— О нет, спасибо. Замечательный пирог, но я по-настоящему объелся.
Герт встала и убрала его тарелку.
— В таком случае я заверну для вас еще кусок. На ход ноги.
— Навынос, — машинально поправил ее Лэнг, все так же погруженный в свои мысли.
— Разве он не возьмет это с собой?
Лэнг промолчал. Он уже отказался от мысли научить Герт хоть сколько-нибудь правильно употреблять идиоматичные американские обороты.
Пока Герт упаковывала остатки штруделя, Лэнг принес два стакана и бутылку односолодового виски. Один стакан он поставил перед Фрэнсисом и знаком предложил налить.
Фрэнсис поднялся. Было ясно, что мысли его друга заняты телефонным звонком, а не шутливой пикировкой, продолжавшейся всю вторую половину вечера.
— Нет, спасибо. Мне еще ехать домой, и задержание за управление автомобилем в нетрезвом виде мне вовсе ни к чему.
Лэнг криво усмехнулся.
— Неужели нет ни одной папской буллы, оправдывающей такое вождение?
Фрэнсис взял у Герт остатки штруделя и благодарно кивнул.
— Безбожники-полицейские не делают нам, священнослужителям, никаких послаблений. — Он вышел в прихожую, открыл дверь на лестничную площадку и добавил через плечо: — Впрочем, сознаюсь, что от штрафа за превышение скорости моя колоратка — форменная одежда священника — несколько раз меня спасала.
— Что ж, вольному воля, — сказал Лэнг. — Но давайте хотя бы узнаем счет. В Стране мечты должны были уже дойти до средних иннингов.
«Брейвс» играли в Лос-Анджелесе, за три часовых пояса от Атланты.
— Ладно, еще на минуточку, — сдался священник и, вернувшись в квартиру, вновь закрыл за собой дверь. — Только держите виски подальше от меня.
Мужчины вновь сели, теперь уже за столик в кухне, и Лэнг включил маленький телевизор, стоявший на предназначенной для завтрака стойке.
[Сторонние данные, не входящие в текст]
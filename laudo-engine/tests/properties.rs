//! Property tests for placeholder substitution and numbers in full.

use laudo_engine::config::{BlockCatalog, EngineConfig};
use laudo_engine::docx::paragraph::paragraph_text;
use laudo_engine::docx::xml::XmlTree;
use laudo_engine::error::Warnings;
use laudo_engine::template::extenso::to_words;
use laudo_engine::template::{ParagraphRewriter, PlaceholderResolver, RewriteOutcome};
use laudo_engine::Dataset;
use proptest::prelude::*;

const WORDS: &[&str] = &[
    "e", "zero", "um", "dois", "três", "quatro", "cinco", "seis", "sete", "oito", "nove", "dez",
    "onze", "doze", "treze", "quatorze", "quinze", "dezesseis", "dezessete", "dezoito",
    "dezenove", "vinte", "trinta", "quarenta", "cinquenta", "sessenta", "setenta", "oitenta",
    "noventa", "cem", "cento", "duzentos", "trezentos", "quatrocentos", "quinhentos",
    "seiscentos", "setecentos", "oitocentos", "novecentos", "mil", "milhão", "milhões",
    "bilhão", "bilhões", "trilhão", "trilhões", "quatrilhão", "quatrilhões", "quintilhão",
    "quintilhões",
];

fn delimited(key: &str, form: usize) -> String {
    match form {
        0 => format!("[{}]", key),
        1 => format!("{{{}}}", key),
        _ => format!("<<{}>>", key),
    }
}

fn paragraph_xml(runs: &[String]) -> String {
    let mut xml = String::from("<w:p>");
    for run in runs {
        xml.push_str("<w:r><w:t>");
        xml.push_str(&quick_escape(run));
        xml.push_str("</w:t></w:r>");
    }
    xml.push_str("</w:p>");
    xml
}

fn quick_escape(text: &str) -> String {
    text.replace('&', "&amp;").replace('<', "&lt;").replace('>', "&gt;")
}

proptest! {
    #[test]
    fn spelled_numbers_use_only_known_words(n in any::<u64>()) {
        let words = to_words(n);
        prop_assert!(!words.contains("  "));
        for word in words.split(' ') {
            prop_assert!(WORDS.contains(&word), "unexpected word {:?} in {:?}", word, words);
        }
    }

    #[test]
    fn scalar_renders_in_any_form_and_split(
        key in "[A-Z][A-Z_]{0,10}",
        value in "[a-zA-Z0-9 .,-]{1,20}",
        form in 0usize..3,
        split in 0usize..40,
        prefix in "[a-z ]{0,8}",
    ) {
        let data = Dataset::new().with(&key, value.as_str());
        let config = EngineConfig::default();
        let catalog = BlockCatalog::from_config(&config);
        prop_assume!(catalog.lookup(&key).is_none());
        let resolver = PlaceholderResolver::new(&data, &catalog, &config.labels);

        let text = format!("{}{}", prefix, delimited(&key.to_lowercase(), form));
        let cut = text
            .char_indices()
            .map(|(i, _)| i)
            .nth(split % text.chars().count())
            .unwrap_or(0);
        let runs = vec![text[..cut].to_string(), text[cut..].to_string()];
        let mut tree = XmlTree::parse(&paragraph_xml(&runs)).unwrap();
        let p = tree.root();
        let mut warnings = Warnings::new();

        let outcome = ParagraphRewriter::new(&resolver).rewrite(&mut tree, p, &mut warnings);
        prop_assert!(warnings.is_empty());
        prop_assert_eq!(paragraph_text(&tree, p), format!("{}{}", prefix, value));
        if outcome == RewriteOutcome::Rewritten {
            let again = ParagraphRewriter::new(&resolver).rewrite(&mut tree, p, &mut warnings);
            prop_assert_eq!(again, RewriteOutcome::Unchanged);
        }
    }
}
Сколько раз ни приходилось ему включать телевизор, он всякий раз воспринимал пересылку изображений через весь континент как чудо, вполне сопоставимое с тем, что творили когда-то древние боги.
Они застали окончание иннинга, а потом пошла реклама автомобиля, и диктор принялся выкрикивать в деланом возбуждении всякую чепуху. Когда же сверкающие новые машинки по НИЗКИМ, НИЗКИМ, НЕВЕРОЯТНО НИЗКИМ ЦЕНАМ исчезли, на экране появилась знакомая фигура: седой мужчина с Библией в руке; его льдисто-голубые глаза с искренней открытостью глядели в камеру.
— Мои сограждане, — начал он. — Для нас настала пора отобрать нашу страну из рук безбожных судейских и тех, кто стремится уничтожить наше христианское наследие. Когда я стану вашим президентом, мы вместе займемся всеми этими проблемами и снова выведем Америку на первое место среди всех наций…
И Лэнг, и Фрэнсис уже слышали эти слова. Гарольд Стрейт претендовал на выдвижение в кандидаты от своей партии на предстоящих президентских выборах. Потом его решительное лицо исчезло, и зазвучало «Боже, благослови Америку».